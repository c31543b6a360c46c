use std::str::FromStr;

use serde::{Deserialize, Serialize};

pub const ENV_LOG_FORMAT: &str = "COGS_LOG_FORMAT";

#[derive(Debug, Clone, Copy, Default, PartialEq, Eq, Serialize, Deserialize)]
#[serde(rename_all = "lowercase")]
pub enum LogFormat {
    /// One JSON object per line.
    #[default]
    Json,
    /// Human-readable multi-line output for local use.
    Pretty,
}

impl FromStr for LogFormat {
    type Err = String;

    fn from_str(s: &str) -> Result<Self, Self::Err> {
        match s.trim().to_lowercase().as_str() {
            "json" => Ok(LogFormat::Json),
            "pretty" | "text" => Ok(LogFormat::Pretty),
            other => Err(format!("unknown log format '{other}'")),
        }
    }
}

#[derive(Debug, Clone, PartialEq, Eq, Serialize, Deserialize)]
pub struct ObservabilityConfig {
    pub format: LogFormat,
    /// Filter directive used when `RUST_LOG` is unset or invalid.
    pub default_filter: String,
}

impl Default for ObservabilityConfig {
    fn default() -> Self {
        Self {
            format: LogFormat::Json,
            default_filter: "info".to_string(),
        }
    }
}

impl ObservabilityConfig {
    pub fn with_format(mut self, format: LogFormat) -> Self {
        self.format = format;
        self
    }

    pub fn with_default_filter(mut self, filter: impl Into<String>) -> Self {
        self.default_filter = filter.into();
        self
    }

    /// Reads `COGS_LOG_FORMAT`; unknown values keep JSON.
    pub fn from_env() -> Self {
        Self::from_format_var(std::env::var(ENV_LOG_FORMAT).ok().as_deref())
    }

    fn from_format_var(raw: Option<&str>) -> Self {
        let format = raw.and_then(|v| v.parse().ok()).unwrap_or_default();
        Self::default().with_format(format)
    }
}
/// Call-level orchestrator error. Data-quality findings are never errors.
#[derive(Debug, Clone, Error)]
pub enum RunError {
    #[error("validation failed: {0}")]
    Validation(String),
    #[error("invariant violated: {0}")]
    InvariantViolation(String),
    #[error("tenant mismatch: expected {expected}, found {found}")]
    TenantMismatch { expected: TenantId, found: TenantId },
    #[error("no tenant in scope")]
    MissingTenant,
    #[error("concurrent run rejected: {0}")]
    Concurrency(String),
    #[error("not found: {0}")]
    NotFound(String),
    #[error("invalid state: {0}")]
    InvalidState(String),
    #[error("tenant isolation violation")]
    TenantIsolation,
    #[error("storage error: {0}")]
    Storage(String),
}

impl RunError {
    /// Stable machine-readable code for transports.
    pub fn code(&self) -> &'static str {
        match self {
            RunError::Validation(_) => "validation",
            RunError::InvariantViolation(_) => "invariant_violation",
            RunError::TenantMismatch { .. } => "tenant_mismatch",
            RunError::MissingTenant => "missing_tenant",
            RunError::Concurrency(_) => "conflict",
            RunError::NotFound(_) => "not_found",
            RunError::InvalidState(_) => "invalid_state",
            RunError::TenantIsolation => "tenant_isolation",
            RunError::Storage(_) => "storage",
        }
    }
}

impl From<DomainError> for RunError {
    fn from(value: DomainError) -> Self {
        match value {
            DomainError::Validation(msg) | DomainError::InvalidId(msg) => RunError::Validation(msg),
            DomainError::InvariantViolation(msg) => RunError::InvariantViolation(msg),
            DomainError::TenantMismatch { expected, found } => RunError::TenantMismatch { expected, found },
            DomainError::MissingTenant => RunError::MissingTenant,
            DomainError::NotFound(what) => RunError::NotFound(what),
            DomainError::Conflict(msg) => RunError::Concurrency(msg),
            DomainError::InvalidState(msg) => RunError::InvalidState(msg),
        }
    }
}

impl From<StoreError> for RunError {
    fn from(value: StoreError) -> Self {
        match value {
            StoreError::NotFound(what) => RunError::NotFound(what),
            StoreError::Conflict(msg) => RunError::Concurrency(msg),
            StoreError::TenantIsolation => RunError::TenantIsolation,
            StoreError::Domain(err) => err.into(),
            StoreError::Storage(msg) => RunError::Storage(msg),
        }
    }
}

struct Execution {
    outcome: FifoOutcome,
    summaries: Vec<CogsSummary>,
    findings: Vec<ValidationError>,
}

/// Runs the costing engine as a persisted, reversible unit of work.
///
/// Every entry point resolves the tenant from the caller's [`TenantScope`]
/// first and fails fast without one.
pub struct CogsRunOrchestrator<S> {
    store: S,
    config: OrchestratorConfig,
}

══════════════════════════════

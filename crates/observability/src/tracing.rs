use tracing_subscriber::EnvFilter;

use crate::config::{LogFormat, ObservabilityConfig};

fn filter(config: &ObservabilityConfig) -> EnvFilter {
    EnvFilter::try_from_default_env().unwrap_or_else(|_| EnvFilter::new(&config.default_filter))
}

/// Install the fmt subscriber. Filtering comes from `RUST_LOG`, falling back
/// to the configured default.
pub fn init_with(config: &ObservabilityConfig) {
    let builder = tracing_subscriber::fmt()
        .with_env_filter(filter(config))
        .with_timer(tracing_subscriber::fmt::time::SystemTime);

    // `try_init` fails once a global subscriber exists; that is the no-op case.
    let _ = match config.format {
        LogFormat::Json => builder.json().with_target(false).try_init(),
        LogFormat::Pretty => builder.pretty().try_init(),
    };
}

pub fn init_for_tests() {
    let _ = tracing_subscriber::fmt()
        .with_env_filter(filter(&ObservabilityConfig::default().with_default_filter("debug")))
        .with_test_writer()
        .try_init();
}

══════════════════════════════

Activity -> Only one part of the material above is to be transcribed, namely the lines starting with the line that has "let builder = tracing_subscriber::fmt()" and going on through the line that has "let _ = match", exactly as they stand.

Answer area ->
    let builder = tracing_subscriber::fmt()
        .with_env_filter(filter(config))
        .with_timer(tracing_subscriber::fmt::time::SystemTime);

    // `try_init` fails once a global subscriber exists; that is the no-op case.
    let _ = match config.format {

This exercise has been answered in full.